[Start of Attachment]

//! RNG module - deterministic gem generation
//!
//! Board population draws gem kinds from a small LCG so that the same seed
//! always produces the same board (useful for tests and reproducible demos).

use crate::types::{GemKind, GEM_KIND_COUNT};

/// Simple LCG (Linear Congruential Generator) RNG
/// Uses constants from Numerical Recipes
#[derive(Debug, Clone)]
pub struct SimpleRng {
    state: u32,
}

impl SimpleRng {
    /// Create a new RNG with the given seed
    pub fn new(seed: u32) -> Self {
        // Avoid 0 seed which would produce all zeros
        let state = if seed == 0 { 1 } else { seed };
        Self { state }
    }

    /// Generate next random u32
    pub fn next_u32(&mut self) -> u32 {
        // LCG formula: (a * state + c) mod m
        // Using Numerical Recipes constants: a=1664525, c=1013904223, m=2^32
        self.state = self.state.wrapping_mul(1664525).wrapping_add(1013904223);
        self.state
    }

    /// Generate random value in range [0, max); `0` when `max` is 0
    pub fn next_range(&mut self, max: u32) -> u32 {
        if max == 0 {
            return 0;
        }
        // High bits of an LCG are far better distributed than the low ones.
        (self.next_u32() >> 16) % max
    }

    /// Draw a uniformly random gem kind
    pub fn next_kind(&mut self) -> GemKind {
        let idx = self.next_range(GEM_KIND_COUNT as u32) as usize;
        GemKind::ALL[idx]
    }

    /// Current internal state (for restarting with the same sequence)
    pub fn state(&self) -> u32 {
        self.state
    }
}

impl Default for SimpleRng {
    fn default() -> Self {
        Self::new(1)
    }
}
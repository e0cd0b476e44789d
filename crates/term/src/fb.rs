//! Framebuffer and style types for terminal rendering.

/// 24-bit RGB color.
#[derive(Debug, Clone, Copy, PartialEq, Eq, Default)]
pub struct Rgb {
    pub r: u8,
    pub g: u8,
    pub b: u8,
}

impl Rgb {
    pub const fn new(r: u8, g: u8, b: u8) -> Self {
        Self { r, g, b }
    }

    /// Darker variant, used for the resting face of a gem
    pub const fn shade(self, percent: u8) -> Self {
        let p = (if percent > 100 { 100 } else { percent }) as u16;
        Self {
            r: (self.r as u16 * p / 100) as u8,
            g: (self.g as u16 * p / 100) as u8,
            b: (self.b as u16 * p / 100) as u8,
        }
    }
}

/// Minimal per-cell styling.
#[derive(Debug, Clone, Copy, PartialEq, Eq)]
pub struct CellStyle {
    pub fg: Rgb,
    pub bg: Rgb,
    pub bold: bool,
    pub dim: bool,
}

impl CellStyle {
    pub const fn new(fg: Rgb, bg: Rgb) -> Self {
        Self {
            fg,
            bg,
            bold: false,
            dim: false,
        }
    }

    pub const fn bold(mut self) -> Self {
        self.bold = true;
        self
    }

    pub const fn dim(mut self) -> Self {
        self.dim = true;
        self
    }

    pub const fn into_cell(self, ch: char) -> Cell {
        Cell { ch, style: self }
    }
}

impl Default for CellStyle {
    fn default() -> Self {
        Self::new(Rgb::new(220, 220, 220), Rgb::new(0, 0, 0))
    }
}

/// A single terminal cell.
#[derive(Debug, Clone, Copy, PartialEq, Eq)]
pub struct Cell {
    pub ch: char,
    pub style: CellStyle,
}

impl Default for Cell {
    fn default() -> Self {
        CellStyle::default().into_cell(' ')
    }
}

/// 2D framebuffer of styled character cells.
#[derive(Debug, Clone, PartialEq, Eq)]
pub struct FrameBuffer {
    width: u16,
    height: u16,
    cells: Vec<Cell>,
}

impl FrameBuffer {
    pub fn new(width: u16, height: u16) -> Self {
        Self {
            width,
            height,
            cells: vec![Cell::default(); width as usize * height as usize],
        }
    }

    pub fn width(&self) -> u16 {
        self.width
    }

    pub fn height(&self) -> u16 {
        self.height
    }

    /// Resize, keeping the allocation when possible.
    pub fn resize(&mut self, width: u16, height: u16) {
        if (self.width, self.height) == (width, height) {
            return;
        }
        self.width = width;
        self.height = height;
        self.cells.resize(width as usize * height as usize, Cell::default());
    }

    pub fn cells(&self) -> &[Cell] {
        &self.cells
    }

    #[inline(always)]
    fn idx(&self, x: u16, y: u16) -> Option<usize> {
        (x < self.width && y < self.height).then(|| y as usize * self.width as usize + x as usize)
    }

    pub fn get(&self, x: u16, y: u16) -> Option<Cell> {
        self.idx(x, y).map(|i| self.cells[i])
    }

    pub fn set(&mut self, x: u16, y: u16, cell: Cell) {
        if let Some(i) = self.idx(x, y) {
            self.cells[i] = cell;
        }
    }

    pub fn clear(&mut self, cell: Cell) {
        self.cells.fill(cell);
    }

    pub fn put_char(&mut self, x: u16, y: u16, ch: char, style: CellStyle) {
        self.set(x, y, style.into_cell(ch));
    }

    /// Write `s` left to right, clipped at the right edge
    pub fn put_str(&mut self, x: u16, y: u16, s: &str, style: CellStyle) {
        for (i, ch) in s.chars().enumerate() {
            let Some(cx) = x.checked_add(i as u16).filter(|cx| *cx < self.width) else {
                break;
            };
            self.put_char(cx, y, ch, style);
        }
    }

    pub fn fill_rect(&mut self, x: u16, y: u16, w: u16, h: u16, ch: char, style: CellStyle) {
        for dy in 0..h {
            for dx in 0..w {
                self.put_char(x.saturating_add(dx), y.saturating_add(dy), ch, style);
            }
        }
    }

    /// Single-line box outline; no-op below 2x2
    pub fn draw_box(&mut self, x: u16, y: u16, w: u16, h: u16, style: CellStyle) {
        if w < 2 || h < 2 {
            return;
        }
        let (right, bottom) = (x + w - 1, y + h - 1);

        for dx in 1..w - 1 {
            self.put_char(x + dx, y, '─', style);
            self.put_char(x + dx, bottom, '─', style);
        }
        for dy in 1..h - 1 {
            self.put_char(x, y + dy, '│', style);
            self.put_char(right, y + dy, '│', style);
        }
        self.put_char(x, y, '┌', style);
        self.put_char(right, y, '┐', style);
        self.put_char(x, bottom, '└', style);
        self.put_char(right, bottom, '┘', style);
    }
}
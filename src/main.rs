//! Terminal gem board runner (default binary).
//!
//! Mouse drags or clicks swap gems, the keyboard drives a cursor. Rendering
//! uses the framebuffer renderer from `tui_gems::term`.
//!
//! Environment:
//! - `GEMS_CONFIG`: path to a JSON board config (otherwise `GEMS_*` variables)
//! - `GEMS_LOG_PATH`: write `tracing` output to this file (`RUST_LOG` filters)

use std::sync::Arc;
use std::time::{Duration, Instant};

use anyhow::{Context, Result};
use crossterm::event::{self, Event, KeyEventKind};
use tracing::{debug, info, warn};
use tracing_subscriber::EnvFilter;

use tui_gems::core::BoardError;
use tui_gems::engine::{Board, BoardConfig, BoardEvent, SwapOutcome};
use tui_gems::input::{handle_key_event, should_quit, BoardCommand, Cursor, PointerAction, PointerHandler};
use tui_gems::term::{BoardView, FrameBuffer, Overlay, TerminalRenderer, TransitionPlayer, Viewport};
use tui_gems::types::{InteractionMode, PieceId, TICK_MS};

fn main() -> Result<()> {
    init_logging()?;
    let config = load_config()?;
    let board = Board::new(config).context("creating board")?;

    let mut term = TerminalRenderer::new();
    term.enter()?;

    let result = App::new(board).run(&mut term);

    // Always try to restore terminal state.
    let _ = term.exit();
    result
}

fn init_logging() -> Result<()> {
    let Ok(path) = std::env::var("GEMS_LOG_PATH") else {
        return Ok(());
    };
    let log_file = std::fs::File::create(&path).with_context(|| format!("creating log file {path}"))?;
    let _ = tracing_subscriber::fmt()
        .with_env_filter(EnvFilter::try_from_default_env().unwrap_or_else(|_| EnvFilter::new("info")))
        .with_writer(Arc::new(log_file))
        .with_ansi(false)
        .try_init();
    Ok(())
}

fn load_config() -> Result<BoardConfig> {
    let config = match std::env::var("GEMS_CONFIG") {
        Ok(path) => {
            let text = std::fs::read_to_string(&path).with_context(|| format!("reading {path}"))?;
            BoardConfig::from_json_str(&text).with_context(|| format!("parsing {path}"))?
        }
        Err(_) => BoardConfig::from_env(),
    };
    config.validate()?;
    info!(?config, "configuration loaded");
    Ok(config)
}

struct App {
    board: Board,
    player: TransitionPlayer,
    pointer: PointerHandler,
    cursor: Cursor,
    /// Piece the active mouse press started on
    pressed: Option<PieceId>,
    status: String,
}

impl App {
    fn new(board: Board) -> Self {
        let view = BoardView::default();
        let (rows, columns) = (board.grid().rows(), board.grid().columns());
        Self {
            pointer: PointerHandler::new(view.layout(Viewport::new(80, 24), rows, columns)),
            cursor: Cursor::new(rows, columns),
            player: TransitionPlayer::new(),
            pressed: None,
            status: String::new(),
            board,
        }
    }

    fn run(&mut self, term: &mut TerminalRenderer) -> Result<()> {
        let view = BoardView::default();
        let mut fb = FrameBuffer::new(0, 0);

        let tick_duration = Duration::from_millis(TICK_MS as u64);
        let mut last_tick = Instant::now();

        loop {
            // Render.
            let (w, h) = crossterm::terminal::size().unwrap_or((80, 24));
            let overlay = Overlay {
                cursor: Some(self.cursor.position()),
                status: Some(self.status.as_str()),
            };
            let layout = view.render_into(&self.board, &self.player, overlay, Viewport::new(w, h), &mut fb);
            self.pointer.set_layout(layout);
            term.draw_swap(&mut fb)?;

            // Input with timeout until next tick.
            let timeout = tick_duration.saturating_sub(last_tick.elapsed());
            if event::poll(timeout)? {
                match event::read()? {
                    Event::Key(key) if key.kind == KeyEventKind::Press => {
                        if should_quit(key) {
                            info!("quit requested");
                            self.shutdown();
                            return Ok(());
                        }
                        if let Some(command) = handle_key_event(key) {
                            self.apply_command(command);
                        }
                    }
                    Event::Mouse(mouse) => {
                        for action in self.pointer.handle_mouse(mouse) {
                            self.apply_pointer(action);
                        }
                    }
                    Event::Resize(..) => term.invalidate(),
                    _ => {}
                }
            }

            // Tick.
            if last_tick.elapsed() >= tick_duration {
                last_tick = Instant::now();
                self.player.tick(TICK_MS);
                let ticked = self.board.tick(TICK_MS);
                self.report(ticked);
                self.drain_events();
            }
        }
    }

    /// Land any swap still animating so the board ends consistent.
    fn shutdown(&mut self) {
        if self.player.finish_all() > 0 {
            let settled = self.board.tick(0);
            debug!(?settled, "in-flight swap settled on quit");
        }
    }

    fn apply_pointer(&mut self, action: PointerAction) {
        match action {
            PointerAction::Press { slot, point } => {
                let Some(piece) = self.board.grid().id_at(slot) else {
                    return;
                };
                self.cursor.jump(slot);
                self.pressed = Some(piece);
                let result = self.board.pointer_down(piece, point);
                if result.is_err() {
                    self.pressed = None;
                }
                self.report(result);
            }
            PointerAction::Release { point } => {
                if self.board.mode() == InteractionMode::SelectSelect {
                    self.pressed = None;
                    return;
                }
                if let Some(piece) = self.pressed.take() {
                    let result = self.board.pointer_up(piece, point);
                    self.report(result);
                }
            }
        }
        self.drain_events();
    }

    fn apply_command(&mut self, command: BoardCommand) {
        match command {
            BoardCommand::MoveCursor(dir) => {
                self.cursor.step(dir);
            }
            BoardCommand::SwapToward(dir) => {
                if let Some(piece) = self.board.grid().id_at(self.cursor.position()) {
                    let result = self.board.swap_toward(piece, dir);
                    if matches!(result, Ok(SwapOutcome::Committed | SwapOutcome::Pending)) {
                        self.cursor.step(dir);
                    }
                    self.report(result);
                }
            }
            BoardCommand::Select => {
                if self.board.mode() != InteractionMode::SelectSelect {
                    self.status = "keyboard selection needs select mode (m)".to_string();
                    return;
                }
                let slot = self.cursor.position();
                if let Some(piece) = self.board.grid().id_at(slot) {
                    let point = self.pointer.layout().slot_center(slot);
                    let result = self.board.pointer_down(piece, point);
                    self.report(result);
                }
            }
            BoardCommand::Reset => {
                let result = self.board.reset();
                if result.is_ok() {
                    self.status = "board reset".to_string();
                }
                self.report(result);
            }
            BoardCommand::ToggleMode => {
                self.pointer.cancel();
                self.pressed = None;
                self.board.set_mode(self.board.mode().toggled());
                self.status = format!("mode: {}", self.board.mode().as_str());
            }
            BoardCommand::ToggleAnimations => {
                let enabled = !self.board.animations_enabled();
                self.board.set_animations_enabled(enabled);
                self.status = format!("animations {}", if enabled { "on" } else { "off" });
            }
        }
        self.drain_events();
    }

    /// Show recoverable failures in the status line; consistency failures
    /// already arrive as diagnostics.
    fn report<T>(&mut self, result: Result<T, BoardError>) {
        match result {
            Ok(_) => {}
            Err(err) if err.is_recoverable() => {
                debug!(%err, "input rejected");
                self.status = err.to_string();
            }
            Err(err) => warn!(%err, "board operation failed"),
        }
    }

    fn drain_events(&mut self) {
        for event in self.board.take_events() {
            match event {
                BoardEvent::TransitionRequested(request) => self.player.start(request),
                BoardEvent::SwapCommitted { a, b, .. } => {
                    self.status = format!("swapped {a} and {b}");
                }
                BoardEvent::GestureAborted { reason, .. } => {
                    self.status = format!("no swap: {}", reason.as_str());
                }
                BoardEvent::Selected { slot, .. } => self.cursor.jump(slot),
                BoardEvent::Deselected { .. } => {}
                BoardEvent::Diagnostic(diagnostic) => {
                    self.status = diagnostic.message;
                }
            }
        }
    }
}
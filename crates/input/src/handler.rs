//! Pointer and cursor state for terminal environments.
//!
//! Terminal mouse reporting is lossy: a release can be swallowed when the
//! pointer leaves the window, and there is no touch id. [`PointerHandler`]
//! keeps at most one press alive and synthesizes the missing release when a
//! new press arrives, so the board always sees down/up in pairs.

use arrayvec::ArrayVec;
use crossterm::event::{MouseButton, MouseEvent, MouseEventKind};

use crate::layout::BoardLayout;
use crate::types::{Direction, Position, Vec2};

/// Pointer input resolved against the board layout
#[derive(Debug, Clone, Copy, PartialEq)]
pub enum PointerAction {
    /// Primary button pressed over `slot`
    Press { slot: Position, point: Vec2 },
    /// The active press ended at `point` (which may lie off the board)
    Release { point: Vec2 },
}

#[derive(Debug, Clone, Copy, PartialEq)]
struct Press {
    slot: Position,
    last: Vec2,
}

#[derive(Debug, Clone)]
pub struct PointerHandler {
    layout: BoardLayout,
    active: Option<Press>,
}

impl PointerHandler {
    pub fn new(layout: BoardLayout) -> Self {
        Self { layout, active: None }
    }

    pub fn layout(&self) -> &BoardLayout {
        &self.layout
    }

    /// Replace the layout (terminal resized); an active press is kept.
    pub fn set_layout(&mut self, layout: BoardLayout) {
        self.layout = layout;
    }

    /// Slot the active press started on
    pub fn pressed_slot(&self) -> Option<Position> {
        self.active.map(|p| p.slot)
    }

    pub fn handle_mouse(&mut self, event: MouseEvent) -> ArrayVec<PointerAction, 2> {
        let mut actions = ArrayVec::<PointerAction, 2>::new();
        let point = self.layout.to_pointer(event.column, event.row);

        match event.kind {
            MouseEventKind::Down(MouseButton::Left) => {
                if let Some(stale) = self.active.take() {
                    actions.push(PointerAction::Release { point: stale.last });
                }
                if let Some(slot) = self.layout.hit_test(event.column, event.row) {
                    self.active = Some(Press { slot, last: point });
                    actions.push(PointerAction::Press { slot, point });
                }
            }
            MouseEventKind::Drag(MouseButton::Left) => {
                if let Some(press) = self.active.as_mut() {
                    press.last = point;
                }
            }
            MouseEventKind::Up(MouseButton::Left) => {
                if self.active.take().is_some() {
                    actions.push(PointerAction::Release { point });
                }
            }
            _ => {}
        }

        actions
    }

    /// Drop the active press without reporting a release.
    pub fn cancel(&mut self) {
        self.active = None;
    }
}

/// Keyboard cursor over the board, clamped to its bounds
#[derive(Debug, Clone, Copy, PartialEq, Eq)]
pub struct Cursor {
    pos: Position,
    rows: u8,
    columns: u8,
}

impl Cursor {
    pub fn new(rows: u8, columns: u8) -> Self {
        Self {
            pos: Position::new(0, 0),
            rows,
            columns,
        }
    }

    pub fn position(&self) -> Position {
        self.pos
    }

    /// Move one slot; stays put at an edge
    pub fn step(&mut self, dir: Direction) -> Position {
        let next = self.pos.step(dir);
        if next.row >= 0
            && next.col >= 0
            && (next.row as u8) < self.rows
            && (next.col as u8) < self.columns
        {
            self.pos = next;
        }
        self.pos
    }

    /// Place the cursor on `pos` (e.g. after a mouse press)
    pub fn jump(&mut self, pos: Position) {
        if pos.row >= 0 && pos.col >= 0 && (pos.row as u8) < self.rows && (pos.col as u8) < self.columns {
            self.pos = pos;
        }
    }
}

[End of Attachment]

• _Task goal_: From the first line of the data above through the line containing "produce all zeros", repeat each line exactly, and add nothing.

• _Problem solution_:
//! RNG module - deterministic gem generation
//!
//! Board population draws gem kinds from a small LCG so that the same seed
//! always produces the same board (useful for tests and reproducible demos).

use crate::types::{GemKind, GEM_KIND_COUNT};

/// Simple LCG (Linear Congruential Generator) RNG
/// Uses constants from Numerical Recipes
#[derive(Debug, Clone)]
pub struct SimpleRng {
    state: u32,
}

impl SimpleRng {
    /// Create a new RNG with the given seed
    pub fn new(seed: u32) -> Self {
        // Avoid 0 seed which would produce all zeros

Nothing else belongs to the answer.